Oh, I notice why the confusion now.

The "reserve" mapping I was proposing, was a MAP_NORESERVE with PROT_NONE.

Ie: forbidden access. Which guarantees the OS won't try to allocate
physical RAM to it.

You'd have to re-map it before using, so it's not like a regular
shared memory region where you can simply allocate pointers and
intersperse bookkeeping data in-place.

On 01/09/2014 11:48 PM, Claudio Freire wrote:
> On Thu, Jan 9, 2014 at 4:39 PM, knizhnik <knizhnik(at)garret(dot)ru> wrote:
>>> At fork time I only wrote about reserving the address space. After
>>> reserving it, all you have to do is implement an allocator that works
>>> in shared memory (protected by a lwlock of course).
>>>
>>> In essence, a hypothetical pg_dsm_alloc(region_name) would use regular
>>> shared memory to coordinate returning an already mapped region (same
>>> address which is guaranteed to work since we reserved that region), or
>>> allocate one (within the reserved address space).
>> Why do we need named segments? There is ShmemAlloc function in PostgreSQL
>> API.
>> If RequestAddinShmemSpace can be used without requirement to place module in
>> preloaded list, then isn't it enough for most extensions?
>> And ShmemInitHash can be used to maintain named regions if it is needed...
> If you want to dynamically create the segments, you need some way to
> identify them. That is, the name. Otherwise, RequestWhateverShmemSpace
> won't know when to return an already-mapped region or not.
>
> Mind you, the name can be a number. No need to make it a string.
>
>> So if we have some reserved address space, do we actually need some special
>> allocator for this space to allocate new segments in it?
>> Why existed API to shared memory is not enough?
> I don't know this existing API you mention. But I think this is quite
> a specific case very unlikely to be serviced from existing APIs. You
> need a data structure that can map names to regions, any hash map will
> do, or even an array since one wouldn't expect it to be too big, or
> require it to be too fast, and then you need to unmap the "reserve"
> mapping and put a shared region there instead, before returning the
> pointer to this shared region.
>
> So, the special thing is, the book-keeping region sits in regular
> shared memory, whereas the allocated regions sit in newly-created
> segments. And segments are referenced by pointers (since the address
> space is fixed and shared). Is there something like that already?
By existed API I mostly mean 6 functions:

RequestAddinShmemSpace()
RequestAddinLWLocks()
ShmemInitStruct()
LWLockAssign()
ShmemAlloc()
ShmemInitHash()

If it will be possible to use this function without requirement for
module to be included in "shared_preload_libraries" list, then do we
really need DSM?
And it can be achieved by
1. Preserving address space (as you suggested)
2. Preserving some fixed number of free LWLocks (not very large < 100).

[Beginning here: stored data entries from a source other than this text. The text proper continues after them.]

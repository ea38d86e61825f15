//! Dial probe logic.
//!
//! Tries each TCP-dialable address of a peer in order and stops at the
//! first one that answers. With [`DialMode::Multistream`] the peer must
//! also complete the libp2p multistream-select greeting, which tells a
//! live node apart from a port that merely accepts connections.

use std::time::{Duration, Instant};

use tokio::io::{AsyncReadExt, AsyncWriteExt};
use tokio::net::TcpStream;
use tracing::debug;

use shardwatch_core::{Multiaddr, MultiaddrExt, PeerId};
use shardwatch_state::ReachabilityResult;

/// Length-prefixed multistream-select protocol header.
pub const MULTISTREAM_HEADER: &[u8] = b"\x13/multistream/1.0.0\n";

/// Message reported when a peer has no address we can dial.
pub const NO_DIALABLE_ADDRESS: &str = "no dialable address";

#[derive(Debug, Clone, Copy, PartialEq, Eq)]
pub enum DialMode {
    /// A completed TCP connect counts as reachable.
    TcpConnect,
    /// The peer must answer the multistream-select greeting.
    Multistream,
}

/// Probe one peer.
///
/// `timeout` bounds each address attempt separately.
pub async fn dial_probe(
    peer: &PeerId,
    addrs: &[Multiaddr],
    timeout: Duration,
    mode: DialMode,
) -> ReachabilityResult {
    let targets: Vec<(String, u16, &Multiaddr)> = addrs
        .iter()
        .filter_map(|a| a.tcp_dial_target().map(|(host, port)| (host, port, a)))
        .collect();

    if targets.is_empty() {
        debug!(%peer, known = addrs.len(), "no tcp-dialable address");
        return ReachabilityResult::unknown(*peer, NO_DIALABLE_ADDRESS);
    }

    let mut last_error = String::new();
    for (host, port, addr) in targets {
        let started = Instant::now();
        match tokio::time::timeout(timeout, attempt(&host, port, mode)).await {
            Ok(Ok(())) => {
                let rtt = started.elapsed();
                debug!(%peer, %addr, rtt_ms = rtt.as_millis() as u64, "peer reachable");
                return ReachabilityResult::reachable(*peer, addr.to_string(), rtt);
            }
            Ok(Err(e)) => {
                debug!(%peer, %addr, error = %e, "dial failed");
                last_error = format!("{addr}: {e}");
            }
            Err(_) => {
                debug!(%peer, %addr, "dial timed out");
                last_error = format!("{addr}: timed out after {timeout:?}");
            }
        }
    }

    ReachabilityResult::unreachable(*peer, last_error)
}

async fn attempt(host: &str, port: u16, mode: DialMode) -> std::io::Result<()> {
    let mut stream = TcpStream::connect((host, port)).await?;
    if mode == DialMode::TcpConnect {
        return Ok(());
    }

    stream.write_all(MULTISTREAM_HEADER).await?;
    let mut reply = [0u8; MULTISTREAM_HEADER.len()];
    stream.read_exact(&mut reply).await?;
    if &reply[..] != MULTISTREAM_HEADER {
        return Err(std::io::Error::new(
            std::io::ErrorKind::InvalidData,
            "peer did not answer multistream-select",
        ));
    }
    Ok(())
}
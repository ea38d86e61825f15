//! shardwatch-state — health snapshot types and publication.
//!
//! # Architecture
//!
//! ```text
//! ServerRecord (one per peer per block key, rebuilt every cycle)
//!   + ReachabilityResult (one per peer, from the prober cache)
//!   └─> ModelHealthSnapshot (per model: blocks, coverage, status)
//!         └─> GlobalSnapshot (all models + generation)
//!               └─> SnapshotStore (current + previous, atomically swapped)
//! ```
//!
//! Snapshots are immutable once built. Readers take an `Arc` to the
//! current one and keep it for the whole request; a publish never
//! mutates a snapshot someone else holds.

pub mod error;
pub mod store;
pub mod types;

pub use error::{MonitorError, MonitorResult};
pub use store::{PublishedSnapshot, SnapshotStore};
pub use types::*;
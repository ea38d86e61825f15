//! Read API handlers.
//!
//! Snapshot handlers copy out the bodies rendered at publish time, so a
//! request costs one pointer load and one copy no matter how large the
//! swarm is.

use std::net::SocketAddr;

use axum::Json;
use axum::extract::{ConnectInfo, Path, State};
use axum::http::{Extensions, StatusCode, header};
use axum::response::{IntoResponse, Response};
use serde::{Deserialize, Serialize};
use tracing::{debug, info};

use shardwatch_core::PeerId;
use shardwatch_metrics::CONTENT_TYPE as PROMETHEUS_CONTENT_TYPE;

use crate::ApiState;

/// Message served while no snapshot has been published.
pub const NOT_READY: &str = "state is not ready yet";

#[derive(Serialize)]
struct ErrorBody {
    success: bool,
    error: String,
}

fn error_response(msg: &str, status: StatusCode) -> Response {
    (
        status,
        Json(ErrorBody {
            success: false,
            error: msg.to_string(),
        }),
    )
        .into_response()
}

/// Body of `/api/v1/is_reachable/{peer_id}`.
#[derive(Debug, Serialize, Deserialize)]
pub struct ReachabilityReply {
    pub success: bool,
    /// Why the peer could not be reached.
    pub message: Option<String>,
    /// Address the request came from.
    pub your_ip: String,
}

/// GET /api/v1/state
pub async fn get_state(State(state): State<ApiState>) -> impl IntoResponse {
    match state.store.current() {
        Some(published) => (
            [(header::CONTENT_TYPE, "application/json")],
            published.state_json.clone(),
        )
            .into_response(),
        None => error_response(NOT_READY, StatusCode::SERVICE_UNAVAILABLE),
    }
}

/// GET /api/v1/is_reachable/{peer_id}
///
/// Always dials; a cached result is never returned. The fresh one replaces
/// it unless a periodic probe for the same peer is in flight.
pub async fn is_reachable(
    State(state): State<ApiState>,
    Path(peer_id): Path<String>,
    extensions: Extensions,
) -> impl IntoResponse {
    let peer = match peer_id.parse::<PeerId>() {
        Ok(peer) => peer,
        Err(e) => {
            return error_response(&format!("invalid peer id: {e}"), StatusCode::BAD_REQUEST);
        }
    };

    let addrs = match state.dht.get_visible_maddrs(&peer, state.dht_timeout).await {
        Ok(addrs) => addrs,
        Err(e) => {
            debug!(%peer, error = %e, "address lookup failed");
            Vec::new()
        }
    };
    let result = state.prober.check_now(&peer, &addrs).await;

    // Present when served through `into_make_service_with_connect_info`.
    let your_ip = extensions
        .get::<ConnectInfo<SocketAddr>>()
        .map(|ConnectInfo(addr)| addr.ip().to_string())
        .unwrap_or_else(|| "unknown".to_string());
    info!(%peer, outcome = ?result.outcome, %your_ip, "on-demand reachability check");

    Json(ReachabilityReply {
        success: result.is_reachable(),
        message: result.error,
        your_ip,
    })
    .into_response()
}

/// GET /metrics and GET /api/prometheus
pub async fn prometheus_metrics(State(state): State<ApiState>) -> impl IntoResponse {
    match state.store.current() {
        Some(published) => (
            StatusCode::OK,
            [(header::CONTENT_TYPE, PROMETHEUS_CONTENT_TYPE)],
            published.prometheus.clone(),
        )
            .into_response(),
        None => error_response(NOT_READY, StatusCode::SERVICE_UNAVAILABLE),
    }
}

I do not have something against creation of own allocator of named
shared memory segments within preserved address space.
I just not sure if it is actually needed. In some sense
RequestAddinShmemSpace() can be such allocator.

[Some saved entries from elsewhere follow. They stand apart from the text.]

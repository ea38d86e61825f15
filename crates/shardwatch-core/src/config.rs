//! shardwatch.toml configuration parser.

use std::net::SocketAddr;
use std::path::{Path, PathBuf};
use std::time::Duration;

use serde::{Deserialize, Deserializer};

use crate::error::{ConfigError, ConfigResult};
use crate::model::ModelDescriptor;
use multiaddr::Multiaddr;

use crate::addr::MultiaddrExt;

/// Monitor configuration, fixed for the lifetime of the process.
#[derive(Debug, Clone, Deserialize)]
#[serde(deny_unknown_fields)]
pub struct MonitorConfig {
    /// Bootstrap peers of the swarm; their reachability is reported too.
    #[serde(default)]
    pub initial_peers: Vec<Multiaddr>,
    /// `host:port` of DHT gateway nodes, tried in order.
    #[serde(default)]
    pub dht_gateways: Vec<String>,
    pub models: Vec<ModelDescriptor>,

    #[serde(default = "default_update_period", deserialize_with = "de_duration")]
    pub update_period: Duration,
    /// Age after which a DHT declaration no longer counts as coverage.
    #[serde(default = "default_record_ttl", deserialize_with = "de_duration")]
    pub record_ttl: Duration,
    /// How long a periodic probe result is reused.
    #[serde(default = "default_reachability_ttl", deserialize_with = "de_duration")]
    pub reachability_ttl: Duration,
    #[serde(default = "default_probe_timeout", deserialize_with = "de_duration")]
    pub probe_timeout: Duration,
    /// Require the multistream-select greeting instead of a bare TCP connect.
    #[serde(default = "default_probe_handshake")]
    pub probe_handshake: bool,
    /// Hard limit for `/api/v1/is_reachable`.
    #[serde(default = "default_on_demand_timeout", deserialize_with = "de_duration")]
    pub on_demand_timeout: Duration,
    #[serde(default = "default_dht_timeout", deserialize_with = "de_duration")]
    pub dht_timeout: Duration,
    #[serde(default = "default_probe_concurrency")]
    pub probe_concurrency: usize,
    #[serde(default = "default_dht_concurrency")]
    pub dht_concurrency: usize,
    /// Extra attempts per DHT key after a transport failure.
    #[serde(default = "default_dht_retries")]
    pub dht_retries: u32,
    #[serde(default = "default_dht_retry_backoff", deserialize_with = "de_duration")]
    pub dht_retry_backoff: Duration,

    #[serde(default = "default_frontend_dist")]
    pub frontend_dist: PathBuf,
    #[serde(default = "default_listen")]
    pub listen: SocketAddr,
}

fn default_update_period() -> Duration {
    Duration::from_secs(60)
}
fn default_record_ttl() -> Duration {
    Duration::from_secs(5 * 60)
}
fn default_reachability_ttl() -> Duration {
    Duration::from_secs(5 * 60)
}
fn default_probe_timeout() -> Duration {
    Duration::from_secs(5)
}
fn default_probe_handshake() -> bool {
    true
}
fn default_on_demand_timeout() -> Duration {
    Duration::from_secs(10)
}
fn default_dht_timeout() -> Duration {
    Duration::from_secs(10)
}
fn default_probe_concurrency() -> usize {
    64
}
fn default_dht_concurrency() -> usize {
    16
}
fn default_dht_retries() -> u32 {
    2
}
fn default_dht_retry_backoff() -> Duration {
    Duration::from_millis(500)
}
fn default_frontend_dist() -> PathBuf {
    PathBuf::from("frontend/health-ui/dist")
}
fn default_listen() -> SocketAddr {
    SocketAddr::from(([0, 0, 0, 0], 5000))
}

impl MonitorConfig {
    /// Config with defaults for everything except the model list.
    pub fn with_models(models: Vec<ModelDescriptor>) -> Self {
        Self {
            initial_peers: Vec::new(),
            dht_gateways: Vec::new(),
            models,
            update_period: default_update_period(),
            record_ttl: default_record_ttl(),
            reachability_ttl: default_reachability_ttl(),
            probe_timeout: default_probe_timeout(),
            probe_handshake: default_probe_handshake(),
            on_demand_timeout: default_on_demand_timeout(),
            dht_timeout: default_dht_timeout(),
            probe_concurrency: default_probe_concurrency(),
            dht_concurrency: default_dht_concurrency(),
            dht_retries: default_dht_retries(),
            dht_retry_backoff: default_dht_retry_backoff(),
            frontend_dist: default_frontend_dist(),
            listen: default_listen(),
        }
    }

    pub fn from_file(path: &Path) -> ConfigResult<Self> {
        let content = std::fs::read_to_string(path).map_err(|e| ConfigError::Read {
            path: path.display().to_string(),
            reason: e.to_string(),
        })?;
        Self::from_toml_str(&content)
    }

    /// Parse and validate.
    pub fn from_toml_str(content: &str) -> ConfigResult<Self> {
        let config: MonitorConfig =
            toml::from_str(content).map_err(|e| ConfigError::Parse(e.to_string()))?;
        config.validate()?;
        Ok(config)
    }

    pub fn validate(&self) -> ConfigResult<()> {
        if self.models.is_empty() {
            return Err(ConfigError::Setting {
                key: "models",
                reason: "at least one model is required".to_string(),
            });
        }
        let mut prefixes = std::collections::HashSet::new();
        for model in &self.models {
            model.validate()?;
            if !prefixes.insert(model.prefix()) {
                return Err(ConfigError::Model {
                    model: model.repository.clone(),
                    reason: format!("duplicate dht_prefix {:?}", model.prefix()),
                });
            }
        }
        for addr in &self.initial_peers {
            if addr.peer_id().is_none() {
                return Err(ConfigError::InitialPeer {
                    addr: addr.to_string(),
                    reason: "missing /p2p/<peer id> component".to_string(),
                });
            }
        }
        if self.update_period.is_zero() {
            return Err(ConfigError::Setting {
                key: "update_period",
                reason: "must be greater than zero".to_string(),
            });
        }
        if self.probe_concurrency == 0 {
            return Err(ConfigError::Setting {
                key: "probe_concurrency",
                reason: "must be greater than zero".to_string(),
            });
        }
        if self.dht_concurrency == 0 {
            return Err(ConfigError::Setting {
                key: "dht_concurrency",
                reason: "must be greater than zero".to_string(),
            });
        }
        Ok(())
    }
}

fn de_duration<'de, D: Deserializer<'de>>(deserializer: D) -> Result<Duration, D::Error> {
    #[derive(Deserialize)]
    #[serde(untagged)]
    enum Raw {
        Secs(u64),
        Text(String),
    }
    match Raw::deserialize(deserializer)? {
        Raw::Secs(secs) => Ok(Duration::from_secs(secs)),
        Raw::Text(text) => parse_duration(&text).map_err(serde::de::Error::custom),
    }
}

/// Parse a duration string like "5s", "500ms", "2m", "1h" or a bare number of seconds.
pub fn parse_duration(s: &str) -> ConfigResult<Duration> {
    let s = s.trim();
    let invalid = || ConfigError::Duration(s.to_string());
    let (digits, unit) = match s.find(|c: char| !c.is_ascii_digit()) {
        Some(idx) => s.split_at(idx),
        None => (s, "s"),
    };
    let n: u64 = digits.parse().map_err(|_| invalid())?;
    match unit {
        "ms" => Ok(Duration::from_millis(n)),
        "s" => Ok(Duration::from_secs(n)),
        "m" => n.checked_mul(60).map(Duration::from_secs).ok_or_else(invalid),
        "h" => n.checked_mul(3600).map(Duration::from_secs).ok_or_else(invalid),
        _ => Err(invalid()),
    }
}

#[cfg(test)]
mod tests {
    use super::*;

    const EXAMPLE: &str = r#"
initial_peers = ["/ip4/172.16.51.60/tcp/31337/p2p/QmRDEYd5HvKggXbHT8oudvNae4zDLE6bMQRcR8bhKxE4Ex"]
dht_gateways = ["127.0.0.1:8088"]
update_period = "30s"
probe_timeout = "1500ms"
probe_concurrency = 8

[[models]]
dht_prefix = "meta-llama/Llama-3-2-1B-Instruct"
repository = "meta-llama/Llama-3.2-1B-Instruct"
num_blocks = 16
"#;

    #[test]
    fn parse_example() {
        let config = MonitorConfig::from_toml_str(EXAMPLE).unwrap();
        assert_eq!(config.models.len(), 1);
        assert_eq!(config.models[0].num_blocks, 16);
        assert_eq!(config.initial_peers.len(), 1);
        assert_eq!(config.update_period, Duration::from_secs(30));
        assert_eq!(config.probe_timeout, Duration::from_millis(1500));
        assert_eq!(config.probe_concurrency, 8);
        // Untouched keys fall back to defaults.
        assert_eq!(config.record_ttl, Duration::from_secs(300));
        assert_eq!(config.dht_retries, 2);
    }

    #[test]
    fn sample_config_parses() {
        let config =
            MonitorConfig::from_toml_str(include_str!("../../../shardwatch.toml")).unwrap();
        assert!(!config.models.is_empty());
        assert!(config.probe_handshake);
    }

    #[test]
    fn numeric_durations_are_seconds() {
        let toml = format!("update_period = 90\n{}", EXAMPLE.replace("update_period = \"30s\"\n", ""));
        let config = MonitorConfig::from_toml_str(&toml).unwrap();
        assert_eq!(config.update_period, Duration::from_secs(90));
    }

    #[test]
    fn rejects_empty_model_list() {
        let err = MonitorConfig::from_toml_str("models = []").unwrap_err();
        assert!(matches!(err, ConfigError::Setting { key: "models", .. }));
    }

    #[test]
    fn rejects_bad_initial_peer() {
        let toml = EXAMPLE.replace("/ip4/172.16.51.60", "ip4/172.16.51.60");
        let err = MonitorConfig::from_toml_str(&toml).unwrap_err();
        assert!(matches!(err, ConfigError::Parse(_)));
    }

    #[test]
    fn rejects_initial_peer_without_peer_id() {
        let toml = EXAMPLE.replace(
            "/p2p/QmRDEYd5HvKggXbHT8oudvNae4zDLE6bMQRcR8bhKxE4Ex",
            "",
        );
        let err = MonitorConfig::from_toml_str(&toml).unwrap_err();
        assert!(matches!(err, ConfigError::InitialPeer { .. }));
    }

    #[test]
    fn rejects_duplicate_prefixes() {
        let toml = format!(
            "{EXAMPLE}\n[[models]]\ndht_prefix = \"meta-llama/Llama-3-2-1B-Instruct\"\nrepository = \"x/y\"\nnum_blocks = 2\n"
        );
        let err = MonitorConfig::from_toml_str(&toml).unwrap_err();
        assert!(matches!(err, ConfigError::Model { .. }));
    }

    #[test]
    fn rejects_zero_concurrency() {
        let toml = EXAMPLE.replace("probe_concurrency = 8", "probe_concurrency = 0");
        let err = MonitorConfig::from_toml_str(&toml).unwrap_err();
        assert!(matches!(
            err,
            ConfigError::Setting {
                key: "probe_concurrency",
                ..
            }
        ));
    }

    #[test]
    fn from_file_reads_disk() {
        let dir = tempfile::tempdir().unwrap();
        let path = dir.path().join("shardwatch.toml");
        std::fs::write(&path, EXAMPLE).unwrap();
        let config = MonitorConfig::from_file(&path).unwrap();
        assert_eq!(config.models[0].short_name(), "Llama-3.2-1B-Instruct");
    }

    #[test]
    fn from_file_missing_is_read_error() {
        let err = MonitorConfig::from_file(Path::new("/nonexistent/shardwatch.toml")).unwrap_err();
        assert!(matches!(err, ConfigError::Read { .. }));
    }

    #[test]
    fn parse_duration_units() {
        assert_eq!(parse_duration("5s").unwrap(), Duration::from_secs(5));
        assert_eq!(parse_duration("500ms").unwrap(), Duration::from_millis(500));
        assert_eq!(parse_duration("2m").unwrap(), Duration::from_secs(120));
        assert_eq!(parse_duration("1h").unwrap(), Duration::from_secs(3600));
        assert_eq!(parse_duration("10").unwrap(), Duration::from_secs(10));
        assert!(parse_duration("soon").is_err());
        assert!(parse_duration("5d").is_err());
    }

    #[test]
    fn oversized_durations_are_rejected() {
        let err = parse_duration(&format!("{}h", u64::MAX / 60)).unwrap_err();
        assert!(matches!(err, ConfigError::Duration(_)));
        assert!(parse_duration(&format!("{}m", u64::MAX)).is_err());
        assert_eq!(
            parse_duration(&format!("{}s", u64::MAX)).unwrap(),
            Duration::from_secs(u64::MAX)
        );
    }
}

On 1/9/14, 1:18 PM, knizhnik wrote:
> So it is clear why do we need shared memory for parallel query execution. But why it has to be dynamic? Why it can not be preallocated at start time as most of other resources used by PostgreSQL?

That would limit us to doing something like allocating a fixed maximum of parallel processes (which might be workable) and only allocating a very small amount of memory for IPC. Small as in can only handle a small number of tuples. That sounds like a really inefficient way to shuffle data to and from parallel processes, especially because one or both sides would probably have to actually copy the data if we're doing it that way.

With DSM if you want to do something like a parallel sort each process can put their results into memory that the parent process can directly access.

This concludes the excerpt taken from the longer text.